» TRY IT
Retype the material exactly, ending with the line containing "Default lines returned".
=== Begin Enclosure ===
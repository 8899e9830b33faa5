//! Regex search over a catalog of plain-text reference documents.
//!
//! Documents are discovered as `*.txt` files in one directory. Each gets a
//! stable id derived from its file stem (`MacTCP_Programmers_Guide_1989.txt`
//! → `mactcp-programmers-guide-1989`).

use std::collections::BTreeMap;
use std::fmt::{Display, Formatter};
use std::fs;
use std::path::{Path, PathBuf};

use regex::{Regex, RegexBuilder};
use tracing::{debug, warn};

use crate::search::rule;
use crate::{AppError, Result};

/// Default lines returned by [`extract_section`].
pub const DEFAULT_SECTION_LINES: usize = 100;

/// Search knobs shared by every query.
#[derive(Debug, Clone, Copy, PartialEq, Eq)]
pub struct SearchOptions {
    /// Lines shown before and after each match.
    pub context_lines: usize,
    /// Match case exactly.
    pub case_sensitive: bool,
    /// Matches rendered per file.
    pub max_results: usize,
}

impl Default for SearchOptions {
    fn default() -> Self {
        Self {
            context_lines: 3,
            case_sensitive: false,
            max_results: 10,
        }
    }
}

/// One matching line with its surrounding context.
#[derive(Debug, Clone, PartialEq, Eq)]
pub struct Hit {
    /// One-based line number of the match.
    pub line: usize,
    /// `(line number, text)` pairs, the match included.
    pub context: Vec<(usize, String)>,
}

/// Matches of one pattern in one file.
#[derive(Debug, Clone, PartialEq, Eq)]
pub struct FileMatches {
    /// File name used in the report header.
    pub file_name: String,
    /// Total matching lines in the file.
    pub total: usize,
    /// Rendered matches, at most `max_results`.
    pub hits: Vec<Hit>,
}

impl FileMatches {
    /// Whether some matches were left out of [`hits`](Self::hits).
    #[must_use]
    pub fn truncated(&self) -> bool {
        self.total > self.hits.len()
    }
}

impl Display for FileMatches {
    fn fmt(&self, f: &mut Formatter<'_>) -> std::fmt::Result {
        write!(f, "Found {} match(es) in {}", self.total, self.file_name)?;
        if self.truncated() {
            write!(f, " (showing first {})", self.hits.len())?;
        }
        write!(f, "\n{}\n", rule('='))?;
        for hit in &self.hits {
            writeln!(f)?;
            for (line, text) in &hit.context {
                let marker = if *line == hit.line { ">>> " } else { "    " };
                writeln!(f, "{marker}Line {line}: {text}")?;
            }
            write!(f, "{}", rule('-'))?;
        }
        Ok(())
    }
}

/// A section located by [`extract_section`].
#[derive(Debug, Clone, PartialEq, Eq)]
pub struct Section {
    /// File name used in the report header.
    pub file_name: String,
    /// One-based line where the section name was found.
    pub line: usize,
    /// Extracted lines, starting at the heading.
    pub lines: Vec<String>,
    /// Lines left in the file after the extract.
    pub remaining: usize,
}

impl Display for Section {
    fn fmt(&self, f: &mut Formatter<'_>) -> std::fmt::Result {
        write!(
            f,
            "Section found at line {} in {}\n{}\n\n{}",
            self.line,
            self.file_name,
            rule('='),
            self.lines.join("\n")
        )?;
        if self.remaining > 0 {
            write!(f, "\n\n[... {} more lines in file ...]", self.remaining)?;
        }
        Ok(())
    }
}

fn read_lines(path: &Path) -> Result<Vec<String>> {
    let bytes = fs::read(path)
        .map_err(|err| AppError::Search(format!("cannot read {}: {err}", path.display())))?;
    Ok(String::from_utf8_lossy(&bytes)
        .split('\n')
        .map(str::to_owned)
        .collect())
}

fn file_name(path: &Path) -> String {
    path.file_name()
        .map_or_else(|| path.display().to_string(), |n| n.to_string_lossy().into_owned())
}

fn build_regex(pattern: &str, case_sensitive: bool) -> Result<Regex> {
    Ok(RegexBuilder::new(pattern)
        .case_insensitive(!case_sensitive)
        .build()?)
}

/// Search `path` for lines matching `pattern`.
///
/// # Errors
///
/// `AppError::Search` when the file cannot be read or `pattern` is not a
/// valid regex.
pub fn search_in_file(path: &Path, pattern: &str, options: &SearchOptions) -> Result<FileMatches> {
    let regex = build_regex(pattern, options.case_sensitive)?;
    let lines = read_lines(path)?;

    let mut total = 0;
    let mut hits = Vec::new();
    for (idx, text) in lines.iter().enumerate() {
        if !regex.is_match(text) {
            continue;
        }
        total += 1;
        if hits.len() >= options.max_results {
            continue;
        }
        let start = idx.saturating_sub(options.context_lines);
        let end = idx
            .saturating_add(options.context_lines)
            .saturating_add(1)
            .min(lines.len());
        hits.push(Hit {
            line: idx + 1,
            context: (start..end).map(|j| (j + 1, lines[j].clone())).collect(),
        });
    }

    debug!(file = %path.display(), pattern, total, "document searched");
    Ok(FileMatches {
        file_name: file_name(path),
        total,
        hits,
    })
}

/// Find the first line containing `section` (case-insensitive, literal) and
/// return up to `lines_to_read` lines from there.
///
/// Returns `Ok(None)` when the section name does not occur.
///
/// # Errors
///
/// `AppError::Search` when the file cannot be read.
pub fn extract_section(path: &Path, section: &str, lines_to_read: usize) -> Result<Option<Section>> {
    let regex = build_regex(&regex::escape(section), false)?;
    let lines = read_lines(path)?;

    let Some(start) = lines.iter().position(|l| regex.is_match(l)) else {
        return Ok(None);
    };
    let end = (start + lines_to_read).min(lines.len());
    Ok(Some(Section {
        file_name: file_name(path),
        line: start + 1,
        lines: lines[start..end].to_vec(),
        remaining: lines.len() - end,
    }))
}

/// Lower-kebab id for a document file stem.
#[must_use]
pub fn doc_id(stem: &str) -> String {
    let mut id = String::with_capacity(stem.len());
    let mut pending_dash = false;
    for ch in stem.chars() {
        if ch.is_alphanumeric() {
            if pending_dash && !id.is_empty() {
                id.push('-');
            }
            pending_dash = false;
            id.extend(ch.to_lowercase());
        } else {
            pending_dash = true;
        }
    }
    id
}

/// Named set of searchable documents.
#[derive(Debug, Clone, Default, PartialEq, Eq)]
pub struct DocCatalog {
    docs: BTreeMap<String, PathBuf>,
}

impl DocCatalog {
    /// Catalog every `*.txt` file directly under `dir`.
    ///
    /// # Errors
    ///
    /// `AppError::Search` when `dir` is not a directory or cannot be listed.
    pub fn discover(dir: &Path) -> Result<Self> {
        if !dir.is_dir() {
            return Err(AppError::Search(format!(
                "documentation directory not found: {}",
                dir.display()
            )));
        }
        let pattern = dir.join("*.txt");
        let pattern = pattern.to_string_lossy();
        let paths = glob::glob(&pattern)
            .map_err(|err| AppError::Search(format!("invalid documentation glob: {err}")))?;

        let mut docs = BTreeMap::new();
        for entry in paths {
            match entry {
                Ok(path) => {
                    let Some(stem) = path.file_stem() else {
                        continue;
                    };
                    docs.insert(doc_id(&stem.to_string_lossy()), path);
                }
                Err(err) => warn!(error = %err, "skipping unreadable documentation entry"),
            }
        }
        debug!(dir = %dir.display(), count = docs.len(), "documentation catalog built");
        Ok(Self { docs })
    }

    /// Catalog from explicit `(id, path)` pairs.
    #[must_use]
    pub fn from_entries<I>(entries: I) -> Self
    where
        I: IntoIterator<Item = (String, PathBuf)>,
    {
        Self {
            docs: entries.into_iter().collect(),
        }
    }

    /// Document ids in sorted order.
    pub fn ids(&self) -> impl Iterator<Item = &str> {
        self.docs.keys().map(String::as_str)
    }

    /// Path of document `id`.
    #[must_use]
    pub fn path(&self, id: &str) -> Option<&Path> {
        self.docs.get(id).map(PathBuf::as_path)
    }

    /// Human-readable listing with file names and sizes.
    #[must_use]
    pub fn list(&self) -> String {
        let mut out = vec!["Available documentation:".to_owned(), rule('='), String::new()];
        for (id, path) in &self.docs {
            match fs::metadata(path) {
                Ok(meta) => {
                    #[allow(clippy::cast_precision_loss)]
                    let size_mb = meta.len() as f64 / (1024.0 * 1024.0);
                    out.push(format!("• {id}"));
                    out.push(format!("  File: {}", file_name(path)));
                    out.push(format!("  Size: {size_mb:.2} MB"));
                }
                Err(_) => out.push(format!("• {id} (NOT FOUND)")),
            }
            out.push(String::new());
        }
        out.join("\n")
    }

    /// Search every document whose id contains `filter` (case-insensitive),
    /// or all documents when `filter` is `None`.
    ///
    /// Returns `(id, matches)` for each document with at least one match.
    ///
    /// # Errors
    ///
    /// - `AppError::Search` when `filter` selects no document.
    /// - `AppError::Search` when `pattern` is not a valid regex.
    pub fn search(
        &self,
        pattern: &str,
        filter: Option<&str>,
        options: &SearchOptions,
    ) -> Result<Vec<(String, FileMatches)>> {
        let filter = filter.map(str::to_lowercase);
        let selected: Vec<(&String, &PathBuf)> = self
            .docs
            .iter()
            .filter(|(id, _)| filter.as_deref().map_or(true, |f| id.contains(f)))
            .collect();

        if selected.is_empty() {
            let known: Vec<&str> = self.ids().collect();
            return Err(AppError::Search(format!(
                "no documentation matches filter: {}; available: {}",
                filter.unwrap_or_default(),
                known.join(", ")
            )));
        }

        // Surface a bad pattern even when every document is missing.
        build_regex(pattern, options.case_sensitive)?;

        let mut results = Vec::new();
        for (id, path) in selected {
            if !path.exists() {
                continue;
            }
            let matches = search_in_file(path, pattern, options)?;
            if matches.total > 0 {
                results.push((id.clone(), matches));
            }
        }
        Ok(results)
    }

    /// Extract `section` from document `id`.
    ///
    /// # Errors
    ///
    /// `AppError::Search` when `id` is unknown or the file cannot be read.
    pub fn section(&self, id: &str, section: &str, lines_to_read: usize) -> Result<Option<Section>> {
        let path = self.path(id).ok_or_else(|| {
            let known: Vec<&str> = self.ids().collect();
            AppError::Search(format!(
                "unknown documentation id: {id}; available: {}",
                known.join(", ")
            ))
        })?;
        extract_section(path, section, lines_to_read)
    }
}

/// Render catalog search results, one block per document.
#[must_use]
pub fn render_results(pattern: &str, results: &[(String, FileMatches)]) -> String {
    if results.is_empty() {
        return format!("No matches found for query: {pattern}");
    }
    let mut out = Vec::new();
    for (id, matches) in results {
        out.push(format!("\n{}", rule('=')));
        out.push(format!("Results from: {id}"));
        out.push(rule('='));
        out.push(matches.to_string());
    }
    out.join("\n")
}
=== End Enclosure ===
» ANSWER SPACE
repository 8899e9830b33faa5
//! Regex search over a catalog of plain-text reference documents.
//!
//! Documents are discovered as `*.txt` files in one directory. Each gets a
//! stable id derived from its file stem (`MacTCP_Programmers_Guide_1989.txt`
//! → `mactcp-programmers-guide-1989`).

use std::collections::BTreeMap;
use std::fmt::{Display, Formatter};
use std::fs;
use std::path::{Path, PathBuf};

use regex::{Regex, RegexBuilder};
use tracing::{debug, warn};

use crate::search::rule;
use crate::{AppError, Result};

/// Default lines returned by [`extract_section`].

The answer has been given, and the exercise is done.